Our native animals, we know, were not so lucky. A few days later, our eldest son phoned, almost in tears, after hearing that Coolendel, a stunningly beautiful campsite and wildlife paradise on the banks of Shoalhaven River, was in the direct path of the Currowan fire. The following week he attended his first ever climate change rally.

A new term emerged in our ever-growing South Coast bushfire lexicon: the “visitor exclusion zone”. We were now like some distant war-torn country, where it was not only official government policy to turn away visitors, but as the illuminated signs on the highway bluntly told people: “STAY AWAY”.

Another to add to the vocabulary: “fire refugees”. Anxious men and women in four-wheel drives packed to the ceiling, pets and kids in the back. They would stop at local supermarkets to buy up batteries and camp lights, ice and eskies. Suddenly you had to think differently. To think in a way that you had never had to previously, how to survive this.

My patients talked about the fires – in fact, they talked about nothing else.

What they saw will stay with them, not just the fire trucks roaring past and smoke plumes on a mountain, or even flames or destruction, but the colours in the sky, a new sinister bushfire rainbow.
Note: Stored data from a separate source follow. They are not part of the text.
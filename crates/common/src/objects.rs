//! Content-addressed store for encrypted file blobs.
//!
//! Each blob lives at `<data_dir>/<hex(hash)>` where the hash is the BLAKE3
//! of the encrypted content. Downloads append; a blob is only trusted after
//! [`ObjectStore::validate_or_remove`] has recomputed its hash.

use std::fs::{File, OpenOptions};
use std::io::{Read, Write};
use std::path::{Path, PathBuf};

use rand::RngCore;

use crate::crypto::{self, CryptoError, Hash32};

#[derive(Debug, thiserror::Error)]
pub enum ObjectStoreError {
    #[error("io error: {0}")]
    Io(#[from] std::io::Error),

    #[error("crypto error: {0}")]
    Crypto(#[from] CryptoError),

    #[error("blob {0} not found")]
    NotFound(Hash32),

    #[error("blob {hash} failed validation and was removed")]
    Invalid { hash: Hash32 },
}

/// Filesystem-backed blob store.
#[derive(Debug, Clone)]
pub struct ObjectStore {
    data_dir: PathBuf,
}

impl ObjectStore {
    /// Open the store rooted at `data_dir`, creating the directory if
    /// needed.
    pub fn open(data_dir: impl Into<PathBuf>) -> Result<Self, ObjectStoreError> {
        let data_dir = data_dir.into();
        std::fs::create_dir_all(&data_dir)?;
        Ok(Self { data_dir })
    }

    pub fn data_dir(&self) -> &Path {
        &self.data_dir
    }

    pub fn blob_path(&self, hash: &Hash32) -> PathBuf {
        self.data_dir.join(hash.to_hex())
    }

    pub fn exists(&self, hash: &Hash32) -> bool {
        self.blob_path(hash).is_file()
    }

    /// Size of a stored (possibly partial) blob in bytes.
    pub fn len(&self, hash: &Hash32) -> Result<u64, ObjectStoreError> {
        let meta = std::fs::metadata(self.blob_path(hash))
            .map_err(|_| ObjectStoreError::NotFound(*hash))?;
        Ok(meta.len())
    }

    /// Open a blob for reading, returning the handle and its total size.
    pub fn open_for_read(&self, hash: &Hash32) -> Result<(File, u64), ObjectStoreError> {
        let file =
            File::open(self.blob_path(hash)).map_err(|_| ObjectStoreError::NotFound(*hash))?;
        let size = file.metadata()?.len();
        Ok((file, size))
    }

    /// Append bytes to a blob, creating it on first write. Resumable
    /// downloads call this once per buffer flush; the per-hash progress
    /// record in the database keeps writers exclusive.
    pub fn append(&self, hash: &Hash32, bytes: &[u8]) -> Result<(), ObjectStoreError> {
        let mut file = OpenOptions::new()
            .create(true)
            .append(true)
            .open(self.blob_path(hash))?;
        file.write_all(bytes)?;
        Ok(())
    }

    /// Truncate a partial blob to `len` bytes, so a resumed download can
    /// append from a known offset. A missing blob is treated as length zero.
    pub fn truncate(&self, hash: &Hash32, len: u64) -> Result<(), ObjectStoreError> {
        let path = self.blob_path(hash);
        match OpenOptions::new().write(true).open(&path) {
            Ok(file) => {
                file.set_len(len)?;
                Ok(())
            }
            Err(e) if e.kind() == std::io::ErrorKind::NotFound && len == 0 => Ok(()),
            Err(e) => Err(e.into()),
        }
    }

    pub fn remove(&self, hash: &Hash32) -> Result<(), ObjectStoreError> {
        match std::fs::remove_file(self.blob_path(hash)) {
            Ok(()) => Ok(()),
            Err(e) if e.kind() == std::io::ErrorKind::NotFound => Ok(()),
            Err(e) => Err(e.into()),
        }
    }

    /// Recompute the BLAKE3 of a stored blob. On mismatch the blob is
    /// deleted and an error returned; the caller resets download progress.
    pub fn validate_or_remove(&self, hash: &Hash32) -> Result<(), ObjectStoreError> {
        let (mut file, _) = self.open_for_read(hash)?;
        let mut hasher = blake3::Hasher::new();
        let mut buf = vec![0u8; 64 * 1024];
        loop {
            let n = file.read(&mut buf)?;
            if n == 0 {
                break;
            }
            hasher.update(&buf[..n]);
        }
        drop(file);

        let computed = Hash32::from(hasher.finalize());
        if computed != *hash {
            self.remove(hash)?;
            return Err(ObjectStoreError::Invalid { hash: *hash });
        }
        Ok(())
    }

    /// Stream-encrypt a local file into the store.
    ///
    /// The ciphertext is written to a temp file while tee-hashing, then
    /// renamed to its content address. Returns the blob hash and the
    /// ciphertext size.
    pub fn write_encrypted(
        &self,
        src_path: &Path,
        content_key: &[u8; 32],
    ) -> Result<(Hash32, u64), ObjectStoreError> {
        let mut src = File::open(src_path)?;

        let mut suffix = [0u8; 8];
        rand::rngs::OsRng.fill_bytes(&mut suffix);
        let temp_path = self.data_dir.join(format!("tmp-{}", hex::encode(suffix)));
        let mut dst = File::create(&temp_path)?;

        let mut hasher = blake3::Hasher::new();
        let size = match crypto::encrypt_stream(&mut dst, &mut src, content_key, Some(&mut hasher))
        {
            Ok(size) => size,
            Err(e) => {
                drop(dst);
                let _ = std::fs::remove_file(&temp_path);
                return Err(e.into());
            }
        };
        dst.sync_all()?;
        drop(dst);

        let hash = Hash32::from(hasher.finalize());
        std::fs::rename(&temp_path, self.blob_path(&hash))?;
        Ok((hash, size))
    }

    /// Stream-decrypt a stored blob to a local file.
    pub fn read_decrypted(
        &self,
        hash: &Hash32,
        dest_path: &Path,
        content_key: &[u8; 32],
    ) -> Result<(), ObjectStoreError> {
        let (mut src, _) = self.open_for_read(hash)?;
        let mut dst = File::create(dest_path)?;
        crypto::decrypt_stream(&mut dst, &mut src, content_key)?;
        Ok(())
    }
}

#[cfg(test)]
mod tests {
    use super::*;
    use crate::crypto::hash;
    use tempfile::TempDir;

    fn store() -> (ObjectStore, TempDir) {
        let dir = TempDir::new().unwrap();
        let store = ObjectStore::open(dir.path().join("data")).unwrap();
        (store, dir)
    }

    #[test]
    fn append_and_validate() {
        let (store, _dir) = store();
        let content = b"encrypted bytes".to_vec();
        let h = hash(&content);

        assert!(!store.exists(&h));
        store.append(&h, &content[..8]).unwrap();
        store.append(&h, &content[8..]).unwrap();

        assert!(store.exists(&h));
        assert_eq!(store.len(&h).unwrap(), content.len() as u64);
        store.validate_or_remove(&h).unwrap();
    }

    #[test]
    fn validate_removes_corrupt_blob() {
        let (store, _dir) = store();
        let h = hash(b"expected content");
        store.append(&h, b"something else").unwrap();

        let err = store.validate_or_remove(&h).unwrap_err();
        assert!(matches!(err, ObjectStoreError::Invalid { .. }));
        assert!(!store.exists(&h), "corrupt blob must be deleted");
    }

    #[test]
    fn write_encrypted_names_blob_by_ciphertext_hash() {
        let (store, dir) = store();
        let src = dir.path().join("plain.bin");
        let plaintext: Vec<u8> = (0..100_000u32).map(|i| (i % 256) as u8).collect();
        std::fs::write(&src, &plaintext).unwrap();

        let key = [5u8; 32];
        let (blob_hash, size) = store.write_encrypted(&src, &key).unwrap();

        assert!(store.exists(&blob_hash));
        assert_eq!(store.len(&blob_hash).unwrap(), size);
        assert!(size > plaintext.len() as u64, "ciphertext carries overhead");
        // The filename is the hash of the stored ciphertext.
        store.validate_or_remove(&blob_hash).unwrap();

        // And it decrypts back to the original bytes.
        let out = dir.path().join("out.bin");
        store.read_decrypted(&blob_hash, &out, &key).unwrap();
        assert_eq!(std::fs::read(&out).unwrap(), plaintext);
    }

    #[test]
    fn open_missing_blob_errors() {
        let (store, _dir) = store();
        let h = hash(b"missing");
        assert!(matches!(
            store.open_for_read(&h),
            Err(ObjectStoreError::NotFound(_))
        ));
    }
}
White haze enveloping cities, grey haze inducing coughs and people to don P2 masks. Brown meant the fire was getting close, with ash sticking in your nose and mouth and black gum leaves raining down. Black was where day became night and fear replaced grumbling anxiety; there was now clear and present danger. And, finally, red skies, where heaven had indeed turned to hell. These were the images broadcast around the world but also stuck in the limbic systems of those unfortunate enough to witness them firsthand.

Respiratory physicians and environmental health experts now postulate on the long term effects of short to medium exposure to hazardous smoke, and seasonal exposure to moderate to hazardous levels of air pollution in cities around the country. There is no precedent for this.

There is also no precedent for so many people and such a huge area being so directly affected by trauma related to bushfire. Not in Australia, not anywhere. As the fire ignited the Australian bush, it also ignited the brainstems of those in the regions affected.

Of course, Australia has always had bushfires, some with greater loss of life than the toll from these fires, so far. However, in this summer of the “endless fire”, vast regions of New South Wales, Victoria and South Australia, where over 100 000 people live or visit, were directly affected. It will be years before we can truly understand the full effect of this communal trauma.

Dr James Best is a GP working in Nowra on the NSW south coast.

 

 

The statements or opinions expressed in this article reflect the views of the authors and do not represent the official policy of the AMA, the MJA or InSight+ unless so stated.

2 thoughts on “Communal trauma: one GP’s memories from the fire zone

  1. Ben Doun says:

    Excellent commentary on a very frightening, traumatic and dangerous time.
    Well done and thank you.

  2. Anthony Zehetner says:

    “ABC regional radio became a group trauma session” — interesting and valid thought! I guess CB Radio and Late Night Radio talk shows can offer similar functions on a large and accessible scale.